Early in Lauren Groff's Fates and Furies, a cat watches an outdoor dinner party, and we are privy to the cat's thoughts of incredulity as it watches the humans react in shock to the falling of fat raindrops, a rainstorm the cat knew was coming by the smell in the air, many minutes before.

There are moments when I wonder what our cat is thinking as she stares at us, sometimes with curiosity and sometimes with confusion, as we go about our daily lives. Cleo, our kitten, is young, still; her desire to know everything we are doing and be a part of all the activity comes from her age and her youthful vibrancy. The narrative in her head, however, is unknown to us: what is she thinking when we leave for the office in the morning, when we settle in bed for the night? What thoughts pass through her mind when we fold the laundry, turn on the stove, or even scoop her litter box?

We will never know Cleo's perspective on the world around her, because she will never be able to articulate them to us. All we can do, instead, is project our own impressions, build our own narrative of what her perspective may be—a narrative that is bound to be flawed, inaccurate. We will never know any better.

This, after all, is what Ms. Groff's novel is all about: unknowable perspectives. Fates and Furies tells us the story of Lotto, a young man who grows up to be a renown playwright, upon whom fortune smiles for seemingly no reason, and Mathilde, his wife, working in the background—unknown to Lotto—to guide that fortune, to create the luck that seemingly naturally finds Lotto at every corner.

It is a novel in two parts, containing two distinct perspectives, two stories of the same life that could not be more different, but it is more than that. Fates and Furies is a book that reminds us that the narratives we create, for ourselves and for others, are pocked with spots, gaps and holes we will never fill. Even those closest to us live lives that are utterly unknowable.

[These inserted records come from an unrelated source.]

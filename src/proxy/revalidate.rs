use http::header::{self, HeaderMap, HeaderValue};
use http::{Method, StatusCode};
use http_body_util::BodyExt;
use std::sync::Arc;
use tracing::{debug, info, warn};

use super::origin::{OriginClient, empty_upstream, origin_request};
use crate::admin::ProxyMetrics;
use crate::cache::{CacheEntry, ResponseCache, is_storable_response, now_millis};
use crate::error::ProxyError;

/// What a background revalidation did to the stored entry.
#[derive(Debug, Clone, Copy, PartialEq, Eq)]
pub enum RevalidationOutcome {
    /// 304: validators and headers merged, windows restarted.
    NotModified,
    /// 200 and storable: entry replaced.
    Replaced,
    /// Origin said the entry must go (error status, `no-store`, no longer public).
    Purged,
    /// Unexpected status; entry left as is.
    Untouched,
    /// The entry was purged or rewritten while origin was answering; the
    /// result is dropped.
    Superseded,
    /// Origin unreachable or timed out; entry left as is.
    Failed,
}

impl RevalidationOutcome {
    pub fn as_str(&self) -> &'static str {
        match self {
            RevalidationOutcome::NotModified => "not_modified",
            RevalidationOutcome::Replaced => "replaced",
            RevalidationOutcome::Purged => "purged",
            RevalidationOutcome::Untouched => "untouched",
            RevalidationOutcome::Superseded => "superseded",
            RevalidationOutcome::Failed => "failed",
        }
    }
}

/// Refreshes stale entries against origin with a conditional GET.
#[derive(Clone)]
pub struct Revalidator {
    origin: OriginClient,
    cache: ResponseCache,
    metrics: Arc<ProxyMetrics>,
    default_swr_secs: u64,
}

impl Revalidator {
    pub fn new(
        origin: OriginClient,
        cache: ResponseCache,
        metrics: Arc<ProxyMetrics>,
        default_swr_secs: u64,
    ) -> Self {
        Self {
            origin,
            cache,
            metrics,
            default_swr_secs,
        }
    }

    /// Fire-and-forget. The caller must already hold the revalidation lock.
    pub fn spawn(&self, target: String, entry: CacheEntry, base_headers: HeaderMap) {
        let this = self.clone();
        tokio::spawn(async move {
            this.run(&target, entry, base_headers).await;
        });
    }

    pub async fn run(
        &self,
        target: &str,
        entry: CacheEntry,
        base_headers: HeaderMap,
    ) -> RevalidationOutcome {
        let outcome = match self.revalidate(target, entry, base_headers).await {
            Ok(outcome) => outcome,
            Err(e) => {
                warn!("Revalidation of {} failed: {}", target, e);
                RevalidationOutcome::Failed
            }
        };

        info!("Revalidated {} -> {}", target, outcome.as_str());
        self.metrics
            .revalidations_total
            .with_label_values(&[outcome.as_str()])
            .inc();
        outcome
    }

    async fn revalidate(
        &self,
        target: &str,
        mut entry: CacheEntry,
        base_headers: HeaderMap,
    ) -> Result<RevalidationOutcome, ProxyError> {
        let headers = conditional_headers(base_headers, &entry);

        let req = origin_request(Method::GET, target, headers, empty_upstream())?;
        let (resp, _) = self.origin.send(req).await?;
        let status = resp.status();

        let snapshot_at = entry.stored_at;

        if status == StatusCode::NOT_MODIFIED {
            if !self.still_current(target, snapshot_at).await {
                return Ok(RevalidationOutcome::Superseded);
            }
            entry.merge_not_modified(resp.headers(), now_millis(), self.default_swr_secs);
            if entry.directives().allows_shared_storage() {
                self.cache.write(target, &entry).await;
                return Ok(RevalidationOutcome::NotModified);
            }
            self.cache.delete(target).await;
            return Ok(RevalidationOutcome::Purged);
        }

        if status == StatusCode::OK {
            if !is_storable_response(status, resp.headers()) {
                self.cache.delete(target).await;
                return Ok(RevalidationOutcome::Purged);
            }
            let (parts, body) = resp.into_parts();
            let body = body.collect().await?.to_bytes();
            if !self.still_current(target, snapshot_at).await {
                return Ok(RevalidationOutcome::Superseded);
            }
            let fresh = CacheEntry::from_response(
                target,
                status,
                &parts.headers,
                body,
                now_millis(),
                self.default_swr_secs,
            )
            .with_reason(&parts.extensions);
            self.cache.write(target, &fresh).await;
            return Ok(RevalidationOutcome::Replaced);
        }

        if status.is_client_error() || status.is_server_error() {
            self.cache.delete(target).await;
            return Ok(RevalidationOutcome::Purged);
        }

        debug!("Revalidation of {} got {}; keeping entry", target, status);
        Ok(RevalidationOutcome::Untouched)
    }

    /// Whether the store still holds the entry this revalidation started
    /// from. A mutation purge or a newer write in the meantime wins.
    async fn still_current(&self, target: &str, snapshot_at: u64) -> bool {
        match self.cache.read(target).await {
            Some(current) if current.stored_at == snapshot_at => true,
            Some(_) => {
                debug!("Entry for {} was replaced during revalidation", target);
                false
            }
            None => {
                debug!("Entry for {} was purged during revalidation", target);
                false
            }
        }
    }
}

/// Replaces the client's conditionals with the entry's validators.
fn conditional_headers(mut headers: HeaderMap, entry: &CacheEntry) -> HeaderMap {
    for name in [
        header::IF_NONE_MATCH,
        header::IF_MODIFIED_SINCE,
        header::IF_MATCH,
        header::IF_UNMODIFIED_SINCE,
        header::IF_RANGE,
    ] {
        headers.remove(name);
    }

    if let Some(value) = entry.etag.as_deref().and_then(|v| HeaderValue::from_str(v).ok()) {
        headers.insert(header::IF_NONE_MATCH, value);
    }
    if let Some(value) = entry
        .last_modified
        .as_deref()
        .and_then(|v| HeaderValue::from_str(v).ok())
    {
        headers.insert(header::IF_MODIFIED_SINCE, value);
    }
    headers
}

I will never know what Cleo, our kitten, is thinking behind those large, bright eyes, but this should not be troubling. After all, none of us will ever know what resides in the minds, the histories, the experiences, of those we love, no matter how much we share. Ms. Groff captures that reality beautifully, if not somewhat dispiritedly, in Fates and Furies. Lives are lived together, but the stories of our lives are our own.